DATASET:
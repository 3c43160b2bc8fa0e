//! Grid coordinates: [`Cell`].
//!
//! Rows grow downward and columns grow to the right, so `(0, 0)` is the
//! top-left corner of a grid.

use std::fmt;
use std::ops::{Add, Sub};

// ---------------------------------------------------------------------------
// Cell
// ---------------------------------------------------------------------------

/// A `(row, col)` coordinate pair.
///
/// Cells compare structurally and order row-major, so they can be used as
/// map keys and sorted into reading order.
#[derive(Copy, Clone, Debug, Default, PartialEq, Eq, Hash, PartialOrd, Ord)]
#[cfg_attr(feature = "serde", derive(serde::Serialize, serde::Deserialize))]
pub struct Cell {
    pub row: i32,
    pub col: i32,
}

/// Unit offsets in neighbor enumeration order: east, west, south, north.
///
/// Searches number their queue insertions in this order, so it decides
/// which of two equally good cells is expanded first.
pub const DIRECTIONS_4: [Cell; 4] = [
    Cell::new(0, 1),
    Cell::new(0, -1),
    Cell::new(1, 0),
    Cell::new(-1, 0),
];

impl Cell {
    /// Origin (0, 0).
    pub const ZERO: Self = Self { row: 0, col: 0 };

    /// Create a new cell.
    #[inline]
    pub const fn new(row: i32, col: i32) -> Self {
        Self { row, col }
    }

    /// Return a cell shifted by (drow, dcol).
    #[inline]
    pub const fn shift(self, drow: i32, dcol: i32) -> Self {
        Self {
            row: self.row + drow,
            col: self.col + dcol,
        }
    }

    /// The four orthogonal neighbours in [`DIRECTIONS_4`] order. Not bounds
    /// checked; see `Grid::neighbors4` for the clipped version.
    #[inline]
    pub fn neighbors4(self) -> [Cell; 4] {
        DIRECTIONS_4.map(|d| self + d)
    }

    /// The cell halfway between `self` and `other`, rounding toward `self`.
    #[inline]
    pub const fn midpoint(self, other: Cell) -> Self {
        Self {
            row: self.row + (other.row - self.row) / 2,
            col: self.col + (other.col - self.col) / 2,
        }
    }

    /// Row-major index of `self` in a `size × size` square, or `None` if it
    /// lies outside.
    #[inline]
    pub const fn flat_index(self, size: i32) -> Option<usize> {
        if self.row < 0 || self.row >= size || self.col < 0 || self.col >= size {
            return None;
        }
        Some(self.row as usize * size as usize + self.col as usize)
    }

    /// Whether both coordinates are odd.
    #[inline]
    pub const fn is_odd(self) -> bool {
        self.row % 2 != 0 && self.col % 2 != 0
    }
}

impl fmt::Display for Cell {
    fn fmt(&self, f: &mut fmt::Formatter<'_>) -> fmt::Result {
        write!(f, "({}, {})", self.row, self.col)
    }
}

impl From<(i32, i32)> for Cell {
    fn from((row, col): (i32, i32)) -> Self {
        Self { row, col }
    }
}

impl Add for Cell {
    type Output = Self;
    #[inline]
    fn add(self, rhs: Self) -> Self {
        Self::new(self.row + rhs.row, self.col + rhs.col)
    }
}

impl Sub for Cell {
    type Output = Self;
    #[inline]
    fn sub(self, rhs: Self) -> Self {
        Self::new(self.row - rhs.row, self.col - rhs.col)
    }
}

==

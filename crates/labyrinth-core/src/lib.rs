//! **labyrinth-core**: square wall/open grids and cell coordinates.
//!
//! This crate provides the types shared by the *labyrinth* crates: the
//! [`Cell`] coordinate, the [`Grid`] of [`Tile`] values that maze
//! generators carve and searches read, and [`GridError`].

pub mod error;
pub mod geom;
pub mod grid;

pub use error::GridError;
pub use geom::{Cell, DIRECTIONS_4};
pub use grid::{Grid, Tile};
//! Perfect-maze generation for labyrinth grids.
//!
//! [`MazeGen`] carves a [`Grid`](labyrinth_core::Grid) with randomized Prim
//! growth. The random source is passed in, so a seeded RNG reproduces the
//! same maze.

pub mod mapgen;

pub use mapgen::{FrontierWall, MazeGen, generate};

...

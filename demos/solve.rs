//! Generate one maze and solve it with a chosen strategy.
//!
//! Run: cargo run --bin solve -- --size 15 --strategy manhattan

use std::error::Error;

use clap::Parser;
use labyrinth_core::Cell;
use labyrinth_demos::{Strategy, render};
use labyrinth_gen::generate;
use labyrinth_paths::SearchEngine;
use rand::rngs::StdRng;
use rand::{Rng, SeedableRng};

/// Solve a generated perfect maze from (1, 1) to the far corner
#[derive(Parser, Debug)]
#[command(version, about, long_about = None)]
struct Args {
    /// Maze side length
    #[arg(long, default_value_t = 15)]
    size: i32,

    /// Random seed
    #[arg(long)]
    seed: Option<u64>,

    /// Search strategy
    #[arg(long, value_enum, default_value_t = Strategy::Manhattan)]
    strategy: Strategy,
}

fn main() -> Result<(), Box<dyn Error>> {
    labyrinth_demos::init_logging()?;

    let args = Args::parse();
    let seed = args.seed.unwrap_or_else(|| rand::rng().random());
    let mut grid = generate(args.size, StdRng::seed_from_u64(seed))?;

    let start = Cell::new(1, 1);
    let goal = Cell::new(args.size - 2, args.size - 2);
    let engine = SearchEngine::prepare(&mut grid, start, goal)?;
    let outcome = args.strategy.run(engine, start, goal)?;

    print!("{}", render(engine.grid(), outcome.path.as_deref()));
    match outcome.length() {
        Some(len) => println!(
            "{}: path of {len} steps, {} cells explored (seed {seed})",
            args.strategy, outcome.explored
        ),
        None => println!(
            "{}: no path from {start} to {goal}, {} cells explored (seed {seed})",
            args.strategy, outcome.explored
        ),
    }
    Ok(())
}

EXERCISE INSTRUCTIONS:
Using the listing above, gather each line that holds the string "StdRng" and copy it.

YOUR SOLUTION:
use rand::rngs::StdRng;
    let mut grid = generate(args.size, StdRng::seed_from_u64(seed))?;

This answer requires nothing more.